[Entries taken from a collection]
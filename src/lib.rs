//! Kymograph layout editor and dose-response simulation engine.
//!
//! The engine places overlay images on a base image, rotates a pivoted lever,
//! and traces its pen tip onto scrollable kymograph paper while a wash or
//! injection animates. It is host-agnostic: the host feeds pointer, key, and
//! frame events to [`engine::EngineCore`] and applies the returned
//! [`engine::Action`]s. Paper is rasterized in memory and persisted as PNG.
//!
//! ## Module layout
//!
//! | Module | Role |
//! |--------|------|
//! | [`engine`] | Top-level engine state, input handling, and run side effects |
//! | [`scene`] | Images, drawable regions, z-order |
//! | [`surface`] | Growable per-region rasters with deferred drawing and snapshots |
//! | [`timeline`] | Wash/inject runs, easing, dose response |
//! | [`viewport`] | Display scale and screen/canonical conversions |
//! | [`geom`] | Points, rects, rotation math |
//! | [`input`] | Input event types and the gesture state machine |
//! | [`hit`] | Hit-testing against images and regions |
//! | [`observations`] | Observation log and percent-response derivation |
//! | [`project`] | JSON project import/export |
//! | [`config`] | Simulator tuning from environment variables |
//! | [`color`] | Paper color parsing |
//! | [`consts`] | Shared layout constants (grid, margins, minimum sizes) |

pub mod color;
pub mod config;
pub mod consts;
pub mod engine;
pub mod geom;
pub mod hit;
pub mod input;
pub mod observations;
pub mod project;
pub mod scene;
pub mod surface;
pub mod timeline;
pub mod viewport;
//! Drawing surfaces: one growable raster per drawable region.
//!
//! A `Surface` is the backing buffer behind a region's visible viewport. It is
//! wider than the viewport, scrolls horizontally, and only ever grows. Every
//! stroke drawn on it is also kept in an ordered list, so the raster can be
//! rebuilt (e.g. after undoing a stroke) and the per-region pen continuity lives
//! on the surface itself rather than in shared state.
//!
//! `SurfaceManager` owns the surfaces keyed by region id. Allocation is lazy: a
//! region is registered when it enters the scene and allocated when the host
//! mounts it. Draw, grow, and scroll calls that arrive in between are queued and
//! replayed in order once the surface exists.
//!
//! All coordinates here are backing-surface local, in canonical pixels.

#[cfg(test)]
#[path = "surface_test.rs"]
mod surface_test;

use std::collections::{HashMap, HashSet};

use base64::Engine as _;
use base64::engine::general_purpose::STANDARD;
use tiny_skia::{Color, FillRule, LineCap, Paint, PathBuilder, Pixmap, Rect as SkRect, Stroke, Transform};

use crate::color::paper_rgb;
use crate::consts::{
    GRID_COLOR, GRID_SPACING_PX, GROWTH_MARGIN_PX, INJECT_STROKE_COLOR, TRACE_WIDTH_PX, WASH_STROKE_COLOR,
};
use crate::geom::Point;
use crate::scene::{DrawableRegion, ItemId};

/// Upper bound on backing width; growth past this fails instead of allocating.
pub const MAX_BACKING_WIDTH: u32 = 1 << 16;

const PNG_DATA_URL_PREFIX: &str = "data:image/png;base64,";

WHAT YOU HAVE TO DO
Go through the entries above and copy out every line that includes the word "crate".

EXPECTED ANSWER
use crate::color::paper_rgb;
use crate::consts::{
use crate::geom::Point;
use crate::scene::{DrawableRegion, ItemId};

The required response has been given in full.